Collection entries:
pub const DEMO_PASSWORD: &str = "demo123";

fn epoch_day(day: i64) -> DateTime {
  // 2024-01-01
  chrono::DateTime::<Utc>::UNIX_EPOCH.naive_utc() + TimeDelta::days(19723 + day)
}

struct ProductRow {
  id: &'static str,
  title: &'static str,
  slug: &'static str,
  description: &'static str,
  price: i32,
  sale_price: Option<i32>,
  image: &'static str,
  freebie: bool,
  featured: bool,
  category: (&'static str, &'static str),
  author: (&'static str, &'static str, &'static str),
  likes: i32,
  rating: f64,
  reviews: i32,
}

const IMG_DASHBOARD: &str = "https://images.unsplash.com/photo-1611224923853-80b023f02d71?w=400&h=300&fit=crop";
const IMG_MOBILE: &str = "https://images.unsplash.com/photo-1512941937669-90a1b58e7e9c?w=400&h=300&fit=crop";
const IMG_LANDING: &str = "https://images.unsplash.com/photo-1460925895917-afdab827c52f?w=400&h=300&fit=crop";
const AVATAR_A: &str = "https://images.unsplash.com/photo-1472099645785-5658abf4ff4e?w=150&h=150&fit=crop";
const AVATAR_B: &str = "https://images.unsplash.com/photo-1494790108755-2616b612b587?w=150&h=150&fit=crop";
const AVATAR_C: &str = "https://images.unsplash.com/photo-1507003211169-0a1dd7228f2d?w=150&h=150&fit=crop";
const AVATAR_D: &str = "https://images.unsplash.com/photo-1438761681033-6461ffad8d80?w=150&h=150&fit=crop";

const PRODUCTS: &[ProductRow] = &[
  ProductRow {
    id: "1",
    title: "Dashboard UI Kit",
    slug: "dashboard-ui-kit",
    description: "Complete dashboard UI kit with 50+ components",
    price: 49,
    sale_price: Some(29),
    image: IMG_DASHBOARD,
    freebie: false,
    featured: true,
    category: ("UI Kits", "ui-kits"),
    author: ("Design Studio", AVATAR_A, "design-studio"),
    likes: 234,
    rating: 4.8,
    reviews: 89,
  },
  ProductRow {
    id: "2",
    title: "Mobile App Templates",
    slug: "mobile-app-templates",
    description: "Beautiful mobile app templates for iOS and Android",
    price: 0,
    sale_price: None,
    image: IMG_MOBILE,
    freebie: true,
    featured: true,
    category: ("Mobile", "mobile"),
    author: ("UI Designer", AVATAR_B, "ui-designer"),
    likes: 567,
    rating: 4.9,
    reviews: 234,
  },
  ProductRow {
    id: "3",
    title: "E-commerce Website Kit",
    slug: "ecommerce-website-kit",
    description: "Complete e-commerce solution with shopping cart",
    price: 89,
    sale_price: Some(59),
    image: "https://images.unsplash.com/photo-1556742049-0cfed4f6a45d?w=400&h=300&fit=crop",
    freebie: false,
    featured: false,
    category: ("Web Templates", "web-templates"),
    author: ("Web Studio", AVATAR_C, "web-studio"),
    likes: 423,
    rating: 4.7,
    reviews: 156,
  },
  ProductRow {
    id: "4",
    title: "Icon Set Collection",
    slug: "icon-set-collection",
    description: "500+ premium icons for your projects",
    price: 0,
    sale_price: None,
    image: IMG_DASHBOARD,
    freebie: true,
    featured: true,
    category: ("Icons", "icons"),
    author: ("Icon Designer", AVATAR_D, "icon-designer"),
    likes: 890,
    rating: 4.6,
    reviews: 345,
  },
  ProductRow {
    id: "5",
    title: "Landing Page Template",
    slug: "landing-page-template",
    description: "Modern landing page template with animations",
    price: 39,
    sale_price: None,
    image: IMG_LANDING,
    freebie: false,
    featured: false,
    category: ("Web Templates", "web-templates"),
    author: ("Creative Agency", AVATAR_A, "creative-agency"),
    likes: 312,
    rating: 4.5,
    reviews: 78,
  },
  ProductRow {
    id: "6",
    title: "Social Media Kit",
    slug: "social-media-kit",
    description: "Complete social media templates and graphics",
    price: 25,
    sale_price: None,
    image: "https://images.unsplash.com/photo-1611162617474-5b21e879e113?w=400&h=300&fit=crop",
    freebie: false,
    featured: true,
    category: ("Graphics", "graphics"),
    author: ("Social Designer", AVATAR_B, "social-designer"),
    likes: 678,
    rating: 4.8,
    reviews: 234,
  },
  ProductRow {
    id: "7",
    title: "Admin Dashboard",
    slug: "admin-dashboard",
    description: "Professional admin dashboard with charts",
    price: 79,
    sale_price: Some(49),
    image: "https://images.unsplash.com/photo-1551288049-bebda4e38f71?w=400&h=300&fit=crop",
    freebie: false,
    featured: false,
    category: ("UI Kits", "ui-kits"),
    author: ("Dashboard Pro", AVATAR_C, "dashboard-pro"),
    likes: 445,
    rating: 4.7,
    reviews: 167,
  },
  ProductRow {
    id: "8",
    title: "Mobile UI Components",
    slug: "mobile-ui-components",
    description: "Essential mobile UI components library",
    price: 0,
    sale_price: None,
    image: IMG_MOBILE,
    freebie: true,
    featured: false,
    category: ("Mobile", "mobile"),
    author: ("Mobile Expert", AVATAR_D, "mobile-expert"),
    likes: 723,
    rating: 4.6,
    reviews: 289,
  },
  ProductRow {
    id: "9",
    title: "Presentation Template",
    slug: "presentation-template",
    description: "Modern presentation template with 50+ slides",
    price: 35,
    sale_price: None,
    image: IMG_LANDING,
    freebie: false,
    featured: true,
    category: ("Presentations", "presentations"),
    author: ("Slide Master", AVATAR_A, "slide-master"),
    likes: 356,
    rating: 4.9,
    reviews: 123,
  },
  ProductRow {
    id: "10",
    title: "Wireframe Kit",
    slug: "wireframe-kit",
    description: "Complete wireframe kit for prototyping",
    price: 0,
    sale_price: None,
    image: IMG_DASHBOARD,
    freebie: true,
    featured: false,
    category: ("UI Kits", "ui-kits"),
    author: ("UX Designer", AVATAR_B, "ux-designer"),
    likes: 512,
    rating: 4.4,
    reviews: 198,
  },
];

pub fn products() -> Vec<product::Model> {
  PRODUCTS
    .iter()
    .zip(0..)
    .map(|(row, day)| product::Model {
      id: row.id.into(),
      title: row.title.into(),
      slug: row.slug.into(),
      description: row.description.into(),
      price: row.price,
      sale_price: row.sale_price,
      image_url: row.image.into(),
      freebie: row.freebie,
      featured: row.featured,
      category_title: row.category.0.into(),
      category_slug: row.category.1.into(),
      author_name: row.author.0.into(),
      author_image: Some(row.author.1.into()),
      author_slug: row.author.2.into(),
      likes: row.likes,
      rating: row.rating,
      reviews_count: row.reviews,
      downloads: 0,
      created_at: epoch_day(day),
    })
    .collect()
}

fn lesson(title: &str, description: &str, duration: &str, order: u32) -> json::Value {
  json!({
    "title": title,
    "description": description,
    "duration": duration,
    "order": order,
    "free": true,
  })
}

Problem to solve —
Repeat only what lies between the first line of the data and the line containing "const AVATAR_B: &str", both of those lines included, exactly as it stands.

Task response —
pub const DEMO_PASSWORD: &str = "demo123";

fn epoch_day(day: i64) -> DateTime {
  // 2024-01-01
  chrono::DateTime::<Utc>::UNIX_EPOCH.naive_utc() + TimeDelta::days(19723 + day)
}

struct ProductRow {
  id: &'static str,
  title: &'static str,
  slug: &'static str,
  description: &'static str,
  price: i32,
  sale_price: Option<i32>,
  image: &'static str,
  freebie: bool,
  featured: bool,
  category: (&'static str, &'static str),
  author: (&'static str, &'static str, &'static str),
  likes: i32,
  rating: f64,
  reviews: i32,
}

const IMG_DASHBOARD: &str = "https://images.unsplash.com/photo-1611224923853-80b023f02d71?w=400&h=300&fit=crop";
const IMG_MOBILE: &str = "https://images.unsplash.com/photo-1512941937669-90a1b58e7e9c?w=400&h=300&fit=crop";
const IMG_LANDING: &str = "https://images.unsplash.com/photo-1460925895917-afdab827c52f?w=400&h=300&fit=crop";
const AVATAR_A: &str = "https://images.unsplash.com/photo-1472099645785-5658abf4ff4e?w=150&h=150&fit=crop";
const AVATAR_B: &str = "https://images.unsplash.com/photo-1494790108755-2616b612b587?w=150&h=150&fit=crop";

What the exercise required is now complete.